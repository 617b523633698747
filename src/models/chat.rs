use chrono::Utc;

#[derive(Clone, Copy, Debug, PartialEq, Eq)]
pub enum Role {
    User,
    Bot,
}

/// A decoded chart ready for display.
#[derive(Clone, Debug, PartialEq, Eq)]
pub struct ChartImage {
    pub label: Option<String>,
    pub base64: String,
    pub png: Vec<u8>,
}

impl ChartImage {
    pub fn data_uri(&self) -> String {
        format!("data:image/png;base64,{}", self.base64)
    }
}

/// One entry of the visible log. Never changed once appended.
#[derive(Clone, Debug)]
pub struct ChatMessage {
    pub role: Role,
    pub text: String,
    pub image: Option<ChartImage>,
    pub timestamp: i64,
}

impl ChatMessage {
    pub fn user(text: impl Into<String>) -> Self {
        Self::new(Role::User, text.into(), None)
    }

    pub fn bot(text: impl Into<String>, image: Option<ChartImage>) -> Self {
        Self::new(Role::Bot, text.into(), image)
    }

    fn new(role: Role, text: String, image: Option<ChartImage>) -> Self {
        Self {
            role,
            text,
            image,
            timestamp: Utc::now().timestamp(),
        }
    }
}
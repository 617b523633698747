use clap::Parser;

pub const DEFAULT_ENDPOINT: &str = "http://localhost:8000/llm_refine";

#[derive(Parser, Debug, Clone)]
#[command(author, version, about, long_about = None)]
pub struct Args {
    // --- Refine Endpoint Args ---
    /// URL of the refine endpoint that turns a prompt into a display-ready reply
    #[arg(long, env = "REFINE_ENDPOINT", default_value = DEFAULT_ENDPOINT)]
    pub endpoint: String,

    /// Optional request timeout in seconds. Unset means wait for the endpoint indefinitely.
    #[arg(long, env = "REFINE_TIMEOUT_SECS")]
    pub request_timeout_secs: Option<u64>,

    // --- Rendering Args ---
    /// Directory where received chart images are written as PNG files.
    /// When unset, charts are only reported by size.
    #[arg(long, env = "CHART_DIR")]
    pub chart_dir: Option<String>,

    // --- General App Args ---
    /// Enable debug logging/output
    #[arg(long, env = "DEBUG", default_value = "false")]
    pub debug: bool,
}
use thiserror::Error;

use crate::surface::ElementId;

/// Failures on the submission path. Everything except `Initialization` is
/// recovered inside `submit` and shown to the user as a bot message.
#[derive(Debug, Error)]
pub enum ExchangeError {
    #[error("Required UI elements are missing: {}", format_missing(.missing))]
    Initialization {
        missing: Vec<ElementId>,
    },

    #[error("{0}")]
    Transport(String),

    #[error("API error: {status} {reason}")]
    HttpStatus {
        status: u16,
        reason: String,
    },

    #[error("Malformed JSON in API response: {0}")]
    MalformedJson(String),

    #[error("Invalid API response format")]
    InvalidResponseFormat,
}

impl From<reqwest::Error> for ExchangeError {
    fn from(err: reqwest::Error) -> Self {
        if err.is_decode() {
            ExchangeError::MalformedJson(err.to_string())
        } else {
            ExchangeError::Transport(err.to_string())
        }
    }
}

/// Chart problems. Neither variant fails a submission; both degrade the reply
/// to text with an appended note.
#[derive(Debug, Error, PartialEq, Eq)]
pub enum ImageError {
    #[error("chart payload is not base64 PNG data")]
    Validation,

    #[error("chart image could not be displayed: {0}")]
    Render(String),
}

fn format_missing(missing: &[ElementId]) -> String {
    missing
        .iter()
        .map(ElementId::to_string)
        .collect::<Vec<_>>()
        .join(", ")
}
pub mod models;
pub mod errors;
pub mod client;
pub mod surface;
pub mod exchange;
pub mod cli;

use cli::Args;
use client::{ HttpRefineClient, RefineClient };
use exchange::{ MessageExchangeHandler, SubmitOutcome };
use log::{ debug, error, info, warn };
use std::collections::VecDeque;
use std::error::Error;
use std::path::PathBuf;
use std::sync::Arc;
use std::time::Duration;
use surface::{ ChatSurface, TerminalSurface };
use tokio::io::{ AsyncBufRead, AsyncBufReadExt, BufReader };
use tokio::task::JoinSet;

pub const CLOSE_COMMAND: &str = "/close";

pub async fn run(args: Args) -> Result<(), Box<dyn Error + Send + Sync>> {
    let client = HttpRefineClient::new(
        args.endpoint.clone(),
        args.request_timeout_secs.map(Duration::from_secs)
    )?;

    info!("--- Chat Configuration ---");
    info!("Refine Endpoint: {}", client.endpoint());
    match args.request_timeout_secs {
        Some(secs) => info!("Request Timeout: {}s", secs),
        None => info!("Request Timeout: none"),
    }
    info!("Chart Directory: {}", args.chart_dir.as_deref().unwrap_or("(not saved)"));
    info!("-------------------------");

    let surface = TerminalSurface::stdout(args.chart_dir.clone().map(PathBuf::from));
    let handler = Arc::new(MessageExchangeHandler::new(surface, client)?);

    println!("Type a message and press Enter. {} to quit.", CLOSE_COMMAND);
    drive(handler, BufReader::new(tokio::io::stdin())).await;
    Ok(())
}

/// Feeds input lines to the handler until the close command or end of input.
///
/// Input keeps being read while a request is in flight. Lines that arrive in
/// the meantime wait here and are submitted one at a time as each reply
/// settles, so the handler never sees an overlapping submission. On end of
/// input every queued line is still sent; the close command abandons them.
pub async fn drive<S, C, R>(handler: Arc<MessageExchangeHandler<S, C>>, input: R)
    where S: ChatSurface + 'static, C: RefineClient + 'static, R: AsyncBufRead + Unpin
{
    let mut segments = input.split(b'\n');
    let mut queued: VecDeque<String> = VecDeque::new();
    let mut pending = JoinSet::new();
    let mut input_open = true;

    loop {
        if pending.is_empty() {
            match queued.pop_front() {
                Some(line) => {
                    let handler = handler.clone();
                    pending.spawn(async move { handler.submit(&line).await });
                }
                None if !input_open => break,
                None => {}
            }
        }

        tokio::select! {
            segment = segments.next_segment(), if input_open => {
                match segment {
                    Ok(Some(bytes)) => {
                        match decode_line(bytes) {
                            Some(line) if line.trim() == CLOSE_COMMAND => {
                                pending.shutdown().await;
                                break;
                            }
                            Some(line) => {
                                if !pending.is_empty() {
                                    debug!("Request in flight, queueing input line");
                                }
                                queued.push_back(line);
                            }
                            None => {}
                        }
                    }
                    Ok(None) => {
                        input_open = false;
                    }
                    Err(e) => {
                        error!("Failed to read input, treating it as closed: {}", e);
                        input_open = false;
                    }
                }
            }
            Some(joined) = pending.join_next(), if !pending.is_empty() => {
                match joined {
                    Ok(SubmitOutcome::Busy) => warn!("Submission was refused as busy"),
                    Ok(_) => {}
                    Err(e) => error!("Submission task failed: {}", e),
                }
            }
        }
    }

    handler.close();
}

fn decode_line(mut bytes: Vec<u8>) -> Option<String> {
    if bytes.last() == Some(&b'\r') {
        bytes.pop();
    }
    match String::from_utf8(bytes) {
        Ok(line) => Some(line),
        Err(e) => {
            warn!("Skipping input line that is not valid UTF-8: {}", e);
            None
        }
    }
}
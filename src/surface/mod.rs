pub mod memory;
pub mod terminal;

use std::fmt;

use crate::models::chat::{ ChartImage, ChatMessage };

pub use memory::RecordingSurface;
pub use terminal::TerminalSurface;

pub const PNG_SIGNATURE: [u8; 8] = [0x89, b'P', b'N', b'G', 0x0d, 0x0a, 0x1a, 0x0a];

/// The elements a host UI has to provide before a handler can be built.
#[derive(Debug, Clone, Copy, PartialEq, Eq, Hash)]
pub enum ElementId {
    Container,
    MessageList,
    Input,
    SendControl,
    LoadingIndicator,
    CloseControl,
}

impl ElementId {
    pub const ALL: [ElementId; 6] = [
        ElementId::Container,
        ElementId::MessageList,
        ElementId::Input,
        ElementId::SendControl,
        ElementId::LoadingIndicator,
        ElementId::CloseControl,
    ];

    pub fn as_str(&self) -> &'static str {
        match self {
            ElementId::Container => "chat-container",
            ElementId::MessageList => "chat-box",
            ElementId::Input => "message",
            ElementId::SendControl => "send-btn",
            ElementId::LoadingIndicator => "loading",
            ElementId::CloseControl => "chat-close",
        }
    }
}

impl fmt::Display for ElementId {
    fn fmt(&self, f: &mut fmt::Formatter<'_>) -> fmt::Result {
        write!(f, "{}", self.as_str())
    }
}

/// Host UI the exchange handler draws into.
pub trait ChatSurface: Send {
    fn has_element(&self, id: ElementId) -> bool;

    /// Appends to the message list and keeps it scrolled to the newest entry.
    fn append_message(&mut self, message: &ChatMessage);

    fn clear_input(&mut self);

    fn set_loading(&mut self, visible: bool);

    /// Readies a chart for the next appended message. An `Err` means the
    /// surface cannot show these bytes.
    fn prepare_image(&mut self, image: &ChartImage) -> Result<(), String>;

    fn close(&mut self);
}

pub fn check_png_signature(bytes: &[u8]) -> Result<(), String> {
    if bytes.starts_with(&PNG_SIGNATURE) {
        Ok(())
    } else {
        Err(format!("not a PNG image ({} bytes without PNG signature)", bytes.len()))
    }
}

#[cfg(test)]
mod tests {
    use super::*;

    #[test]
    fn signature_check_accepts_png_header_only() {
        let mut png = PNG_SIGNATURE.to_vec();
        png.extend_from_slice(b"\x00\x00\x00\x0dIHDR");
        assert!(check_png_signature(&png).is_ok());
        assert!(check_png_signature(b"GIF89a").is_err());
        assert!(check_png_signature(&PNG_SIGNATURE[..7]).is_err());
    }

    #[test]
    fn element_ids_display_as_host_ids() {
        let ids: Vec<String> = ElementId::ALL.iter().map(ToString::to_string).collect();
        assert_eq!(ids, vec!["chat-container", "chat-box", "message", "send-btn", "loading", "chat-close"]);
    }
}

● ● ● ● ● ● ●

_Directions_:
Search the data for the string "enum" and say how many lines include it, giving only the number.

_Exercise solution_:
4